**YOUR GOAL**
Lines with the word "against": copy all of them from the entries below.

**RECORD SET**
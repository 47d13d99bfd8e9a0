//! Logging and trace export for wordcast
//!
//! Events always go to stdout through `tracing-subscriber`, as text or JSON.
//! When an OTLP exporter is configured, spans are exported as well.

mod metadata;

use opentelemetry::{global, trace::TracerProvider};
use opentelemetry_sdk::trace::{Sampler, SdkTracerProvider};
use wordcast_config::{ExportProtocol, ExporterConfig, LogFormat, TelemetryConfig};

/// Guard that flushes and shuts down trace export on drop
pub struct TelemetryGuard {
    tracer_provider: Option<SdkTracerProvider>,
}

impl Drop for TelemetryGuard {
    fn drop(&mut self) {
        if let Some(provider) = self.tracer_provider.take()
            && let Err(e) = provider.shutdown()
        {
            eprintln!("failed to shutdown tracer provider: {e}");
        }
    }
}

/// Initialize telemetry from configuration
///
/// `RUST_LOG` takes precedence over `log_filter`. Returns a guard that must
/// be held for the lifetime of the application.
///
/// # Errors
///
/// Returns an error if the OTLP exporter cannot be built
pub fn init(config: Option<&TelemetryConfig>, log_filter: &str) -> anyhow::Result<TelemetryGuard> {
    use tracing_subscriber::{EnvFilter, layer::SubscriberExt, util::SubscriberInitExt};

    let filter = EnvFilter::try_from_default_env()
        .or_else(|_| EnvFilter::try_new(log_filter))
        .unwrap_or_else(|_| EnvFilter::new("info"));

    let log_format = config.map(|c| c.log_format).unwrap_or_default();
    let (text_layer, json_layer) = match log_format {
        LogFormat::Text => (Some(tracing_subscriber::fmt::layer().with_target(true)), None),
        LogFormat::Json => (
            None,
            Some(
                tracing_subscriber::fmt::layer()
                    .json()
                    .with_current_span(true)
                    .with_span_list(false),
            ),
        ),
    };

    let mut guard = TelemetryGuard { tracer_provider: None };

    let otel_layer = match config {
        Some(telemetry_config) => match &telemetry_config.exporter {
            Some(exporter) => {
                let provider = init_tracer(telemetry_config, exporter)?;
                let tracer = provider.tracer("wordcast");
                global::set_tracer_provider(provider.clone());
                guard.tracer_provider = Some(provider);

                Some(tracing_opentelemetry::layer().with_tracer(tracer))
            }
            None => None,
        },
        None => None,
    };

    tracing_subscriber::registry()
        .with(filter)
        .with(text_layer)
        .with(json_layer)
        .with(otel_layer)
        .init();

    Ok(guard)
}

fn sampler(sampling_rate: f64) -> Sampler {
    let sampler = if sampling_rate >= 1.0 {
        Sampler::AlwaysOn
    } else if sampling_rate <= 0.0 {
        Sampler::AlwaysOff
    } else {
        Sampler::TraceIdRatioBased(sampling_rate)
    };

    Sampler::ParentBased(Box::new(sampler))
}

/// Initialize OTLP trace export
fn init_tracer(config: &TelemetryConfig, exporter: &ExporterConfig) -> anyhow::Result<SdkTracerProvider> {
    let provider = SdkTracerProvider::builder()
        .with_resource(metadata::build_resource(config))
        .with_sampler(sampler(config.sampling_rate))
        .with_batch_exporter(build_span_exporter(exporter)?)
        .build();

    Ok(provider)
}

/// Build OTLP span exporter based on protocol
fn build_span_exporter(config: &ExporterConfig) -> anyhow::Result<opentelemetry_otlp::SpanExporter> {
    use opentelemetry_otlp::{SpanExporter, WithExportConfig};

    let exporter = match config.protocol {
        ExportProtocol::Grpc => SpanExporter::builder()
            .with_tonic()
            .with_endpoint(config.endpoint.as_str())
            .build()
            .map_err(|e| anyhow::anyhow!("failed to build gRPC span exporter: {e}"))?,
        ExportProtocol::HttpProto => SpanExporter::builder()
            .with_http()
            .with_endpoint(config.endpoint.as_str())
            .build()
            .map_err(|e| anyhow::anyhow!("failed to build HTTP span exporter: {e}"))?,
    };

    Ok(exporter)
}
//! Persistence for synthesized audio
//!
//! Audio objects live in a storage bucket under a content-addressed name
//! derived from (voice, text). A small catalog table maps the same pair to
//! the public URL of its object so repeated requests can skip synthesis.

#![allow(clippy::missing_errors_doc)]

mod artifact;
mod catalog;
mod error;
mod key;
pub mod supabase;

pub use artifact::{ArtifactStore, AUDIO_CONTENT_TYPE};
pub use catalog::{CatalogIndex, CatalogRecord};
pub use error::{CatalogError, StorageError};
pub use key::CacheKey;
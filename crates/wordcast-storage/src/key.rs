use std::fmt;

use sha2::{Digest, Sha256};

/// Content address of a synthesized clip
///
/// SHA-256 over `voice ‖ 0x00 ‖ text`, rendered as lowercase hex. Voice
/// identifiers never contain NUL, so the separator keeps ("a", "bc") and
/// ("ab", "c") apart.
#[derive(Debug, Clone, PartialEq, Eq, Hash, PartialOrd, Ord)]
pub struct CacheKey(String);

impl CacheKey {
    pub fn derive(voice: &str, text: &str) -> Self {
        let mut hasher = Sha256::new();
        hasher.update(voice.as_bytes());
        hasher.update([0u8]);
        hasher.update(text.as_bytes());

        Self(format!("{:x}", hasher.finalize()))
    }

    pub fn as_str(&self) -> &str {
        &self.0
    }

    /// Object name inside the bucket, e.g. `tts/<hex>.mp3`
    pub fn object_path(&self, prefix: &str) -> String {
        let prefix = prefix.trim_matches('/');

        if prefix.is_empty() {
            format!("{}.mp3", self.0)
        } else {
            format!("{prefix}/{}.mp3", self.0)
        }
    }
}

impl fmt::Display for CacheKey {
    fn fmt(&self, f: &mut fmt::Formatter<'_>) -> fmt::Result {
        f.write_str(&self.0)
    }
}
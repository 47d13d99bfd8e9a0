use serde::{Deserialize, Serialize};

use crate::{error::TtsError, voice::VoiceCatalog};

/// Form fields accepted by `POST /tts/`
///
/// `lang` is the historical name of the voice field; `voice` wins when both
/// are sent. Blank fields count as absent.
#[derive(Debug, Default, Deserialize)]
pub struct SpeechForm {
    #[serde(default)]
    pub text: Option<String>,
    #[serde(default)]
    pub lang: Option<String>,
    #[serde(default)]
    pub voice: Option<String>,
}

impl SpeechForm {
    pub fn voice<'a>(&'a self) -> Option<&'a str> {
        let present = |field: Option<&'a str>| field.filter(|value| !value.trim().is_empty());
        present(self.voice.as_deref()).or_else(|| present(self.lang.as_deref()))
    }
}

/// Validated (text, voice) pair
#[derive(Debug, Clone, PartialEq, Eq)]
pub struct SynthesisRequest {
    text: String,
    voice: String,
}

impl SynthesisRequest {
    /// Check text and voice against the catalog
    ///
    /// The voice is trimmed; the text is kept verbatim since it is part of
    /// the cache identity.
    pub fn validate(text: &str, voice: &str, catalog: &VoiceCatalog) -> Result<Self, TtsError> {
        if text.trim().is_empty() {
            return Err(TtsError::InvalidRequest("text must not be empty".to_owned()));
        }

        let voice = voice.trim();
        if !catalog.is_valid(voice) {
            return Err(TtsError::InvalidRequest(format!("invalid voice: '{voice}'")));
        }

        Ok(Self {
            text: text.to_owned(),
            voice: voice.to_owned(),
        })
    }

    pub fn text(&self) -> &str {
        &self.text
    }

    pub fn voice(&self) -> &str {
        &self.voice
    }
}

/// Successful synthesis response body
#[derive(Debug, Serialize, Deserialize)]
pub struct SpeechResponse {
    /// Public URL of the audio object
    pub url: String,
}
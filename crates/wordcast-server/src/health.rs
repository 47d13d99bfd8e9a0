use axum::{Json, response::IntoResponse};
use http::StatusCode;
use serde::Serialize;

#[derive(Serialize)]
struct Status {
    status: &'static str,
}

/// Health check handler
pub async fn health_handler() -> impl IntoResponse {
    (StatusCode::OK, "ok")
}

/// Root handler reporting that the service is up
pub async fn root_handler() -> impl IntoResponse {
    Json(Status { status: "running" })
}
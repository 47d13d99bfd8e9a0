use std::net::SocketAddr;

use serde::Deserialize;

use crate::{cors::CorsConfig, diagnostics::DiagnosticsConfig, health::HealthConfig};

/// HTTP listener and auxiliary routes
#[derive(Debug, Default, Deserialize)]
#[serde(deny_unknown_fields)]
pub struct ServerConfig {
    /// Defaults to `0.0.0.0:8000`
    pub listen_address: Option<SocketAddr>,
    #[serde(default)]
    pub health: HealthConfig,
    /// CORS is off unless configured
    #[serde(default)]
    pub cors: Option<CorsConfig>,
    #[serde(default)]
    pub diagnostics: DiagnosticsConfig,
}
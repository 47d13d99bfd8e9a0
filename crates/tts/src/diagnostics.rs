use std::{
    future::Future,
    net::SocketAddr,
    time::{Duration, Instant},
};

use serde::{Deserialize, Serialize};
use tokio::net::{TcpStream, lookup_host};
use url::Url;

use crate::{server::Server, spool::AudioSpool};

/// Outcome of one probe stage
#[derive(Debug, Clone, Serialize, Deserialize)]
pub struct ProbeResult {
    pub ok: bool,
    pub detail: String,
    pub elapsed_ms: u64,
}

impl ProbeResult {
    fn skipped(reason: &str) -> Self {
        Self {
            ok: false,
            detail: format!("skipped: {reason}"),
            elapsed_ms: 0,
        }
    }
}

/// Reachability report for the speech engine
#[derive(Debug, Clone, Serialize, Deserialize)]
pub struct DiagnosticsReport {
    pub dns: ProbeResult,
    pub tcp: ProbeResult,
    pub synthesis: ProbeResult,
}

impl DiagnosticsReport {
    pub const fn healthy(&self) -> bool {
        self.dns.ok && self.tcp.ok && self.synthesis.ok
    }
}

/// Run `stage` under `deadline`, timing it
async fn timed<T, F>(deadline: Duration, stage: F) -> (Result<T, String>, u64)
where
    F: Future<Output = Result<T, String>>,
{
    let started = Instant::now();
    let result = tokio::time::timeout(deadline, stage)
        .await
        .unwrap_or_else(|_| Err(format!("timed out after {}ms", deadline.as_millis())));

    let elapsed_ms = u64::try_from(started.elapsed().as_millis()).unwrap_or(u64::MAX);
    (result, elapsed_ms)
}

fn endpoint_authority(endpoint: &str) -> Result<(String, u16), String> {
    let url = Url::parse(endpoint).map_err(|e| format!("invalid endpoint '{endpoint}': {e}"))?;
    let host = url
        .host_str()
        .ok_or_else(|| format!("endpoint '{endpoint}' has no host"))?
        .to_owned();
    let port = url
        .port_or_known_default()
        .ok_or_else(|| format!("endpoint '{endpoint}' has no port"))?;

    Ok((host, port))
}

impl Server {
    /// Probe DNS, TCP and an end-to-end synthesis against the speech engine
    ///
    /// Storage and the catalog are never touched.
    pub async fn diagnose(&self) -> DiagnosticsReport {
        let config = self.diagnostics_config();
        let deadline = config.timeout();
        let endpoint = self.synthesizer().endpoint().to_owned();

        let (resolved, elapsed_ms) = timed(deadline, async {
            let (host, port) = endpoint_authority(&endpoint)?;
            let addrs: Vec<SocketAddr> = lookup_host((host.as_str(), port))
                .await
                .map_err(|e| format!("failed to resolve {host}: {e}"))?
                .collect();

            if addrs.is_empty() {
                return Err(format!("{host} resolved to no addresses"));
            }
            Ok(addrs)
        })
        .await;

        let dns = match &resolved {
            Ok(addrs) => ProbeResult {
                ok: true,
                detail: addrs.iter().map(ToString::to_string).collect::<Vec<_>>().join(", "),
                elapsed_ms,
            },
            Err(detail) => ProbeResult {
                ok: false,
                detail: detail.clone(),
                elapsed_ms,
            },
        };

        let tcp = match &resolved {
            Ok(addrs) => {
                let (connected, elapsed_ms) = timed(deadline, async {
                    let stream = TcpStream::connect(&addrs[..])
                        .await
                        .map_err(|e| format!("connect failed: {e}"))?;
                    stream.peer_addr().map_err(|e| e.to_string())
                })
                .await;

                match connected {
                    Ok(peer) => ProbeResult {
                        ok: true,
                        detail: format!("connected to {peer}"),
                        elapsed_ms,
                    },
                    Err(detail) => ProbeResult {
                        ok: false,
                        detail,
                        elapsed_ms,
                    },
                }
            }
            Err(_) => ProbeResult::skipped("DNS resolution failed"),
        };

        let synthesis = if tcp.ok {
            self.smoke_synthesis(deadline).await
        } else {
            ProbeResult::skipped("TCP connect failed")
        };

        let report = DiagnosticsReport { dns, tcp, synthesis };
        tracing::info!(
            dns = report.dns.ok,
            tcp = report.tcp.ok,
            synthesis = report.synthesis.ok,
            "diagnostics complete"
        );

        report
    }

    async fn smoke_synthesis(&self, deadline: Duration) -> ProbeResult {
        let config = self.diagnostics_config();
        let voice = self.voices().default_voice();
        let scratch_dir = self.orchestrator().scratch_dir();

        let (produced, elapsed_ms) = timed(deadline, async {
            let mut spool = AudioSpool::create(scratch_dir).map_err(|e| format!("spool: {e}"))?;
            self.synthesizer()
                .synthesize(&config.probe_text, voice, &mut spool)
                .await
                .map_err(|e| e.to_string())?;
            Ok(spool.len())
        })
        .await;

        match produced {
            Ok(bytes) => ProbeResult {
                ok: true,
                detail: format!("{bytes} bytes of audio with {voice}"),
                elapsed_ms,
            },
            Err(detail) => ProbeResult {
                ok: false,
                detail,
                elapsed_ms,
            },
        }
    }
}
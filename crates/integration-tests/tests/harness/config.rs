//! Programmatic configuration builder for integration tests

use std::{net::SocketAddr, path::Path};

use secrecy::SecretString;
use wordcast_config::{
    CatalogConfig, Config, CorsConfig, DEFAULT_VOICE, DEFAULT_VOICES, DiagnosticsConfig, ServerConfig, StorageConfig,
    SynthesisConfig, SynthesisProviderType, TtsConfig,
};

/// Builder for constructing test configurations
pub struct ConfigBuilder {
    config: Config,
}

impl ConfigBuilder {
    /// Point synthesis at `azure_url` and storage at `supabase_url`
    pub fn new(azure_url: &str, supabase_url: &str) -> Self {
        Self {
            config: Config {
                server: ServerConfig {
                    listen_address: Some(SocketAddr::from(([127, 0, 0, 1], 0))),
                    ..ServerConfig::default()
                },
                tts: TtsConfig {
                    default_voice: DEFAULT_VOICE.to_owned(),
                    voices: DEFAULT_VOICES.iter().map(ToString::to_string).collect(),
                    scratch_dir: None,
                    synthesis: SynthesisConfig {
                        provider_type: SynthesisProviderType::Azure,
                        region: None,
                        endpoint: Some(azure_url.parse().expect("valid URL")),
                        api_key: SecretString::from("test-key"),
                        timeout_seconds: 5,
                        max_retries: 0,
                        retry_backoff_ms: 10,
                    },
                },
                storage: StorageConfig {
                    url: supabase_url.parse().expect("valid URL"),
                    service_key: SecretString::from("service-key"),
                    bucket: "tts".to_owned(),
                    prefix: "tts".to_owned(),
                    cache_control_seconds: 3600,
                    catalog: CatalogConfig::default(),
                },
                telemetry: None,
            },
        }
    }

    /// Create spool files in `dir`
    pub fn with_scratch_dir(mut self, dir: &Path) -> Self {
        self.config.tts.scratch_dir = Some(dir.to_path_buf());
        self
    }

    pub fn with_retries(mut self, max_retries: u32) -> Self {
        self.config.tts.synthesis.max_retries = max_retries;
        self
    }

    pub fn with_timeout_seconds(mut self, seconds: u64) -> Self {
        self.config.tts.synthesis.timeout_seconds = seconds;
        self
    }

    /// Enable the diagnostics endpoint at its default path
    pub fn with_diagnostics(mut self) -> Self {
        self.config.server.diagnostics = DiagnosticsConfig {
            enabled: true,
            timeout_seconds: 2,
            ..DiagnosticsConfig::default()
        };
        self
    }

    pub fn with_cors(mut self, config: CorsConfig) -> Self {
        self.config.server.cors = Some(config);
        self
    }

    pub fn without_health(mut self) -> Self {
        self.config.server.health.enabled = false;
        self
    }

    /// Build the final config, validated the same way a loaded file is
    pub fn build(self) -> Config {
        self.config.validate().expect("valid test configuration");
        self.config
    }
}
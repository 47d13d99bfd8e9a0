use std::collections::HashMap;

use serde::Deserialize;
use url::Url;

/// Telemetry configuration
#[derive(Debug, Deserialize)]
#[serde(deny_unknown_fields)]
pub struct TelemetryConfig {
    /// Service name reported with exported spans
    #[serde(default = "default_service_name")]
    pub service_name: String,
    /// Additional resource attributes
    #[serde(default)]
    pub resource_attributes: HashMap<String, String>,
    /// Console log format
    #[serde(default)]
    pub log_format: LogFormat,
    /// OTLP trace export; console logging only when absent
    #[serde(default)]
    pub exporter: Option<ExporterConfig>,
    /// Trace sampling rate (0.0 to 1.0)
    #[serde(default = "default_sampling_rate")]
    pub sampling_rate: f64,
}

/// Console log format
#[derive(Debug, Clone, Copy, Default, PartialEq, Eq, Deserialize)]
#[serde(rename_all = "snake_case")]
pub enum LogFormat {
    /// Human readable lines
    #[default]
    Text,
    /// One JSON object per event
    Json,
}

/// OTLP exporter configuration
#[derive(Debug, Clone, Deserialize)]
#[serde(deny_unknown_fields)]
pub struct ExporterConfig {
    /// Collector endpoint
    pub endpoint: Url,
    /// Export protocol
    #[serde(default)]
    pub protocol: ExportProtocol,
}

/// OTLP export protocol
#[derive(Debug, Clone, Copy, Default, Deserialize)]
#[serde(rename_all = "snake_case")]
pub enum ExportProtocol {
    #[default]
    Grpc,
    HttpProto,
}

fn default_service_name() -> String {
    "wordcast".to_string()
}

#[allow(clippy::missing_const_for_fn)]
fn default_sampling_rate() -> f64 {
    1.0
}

**YOUR SOLUTION**
    /// Check text and voice against the catalog
    /// Probe DNS, TCP and an end-to-end synthesis against the speech engine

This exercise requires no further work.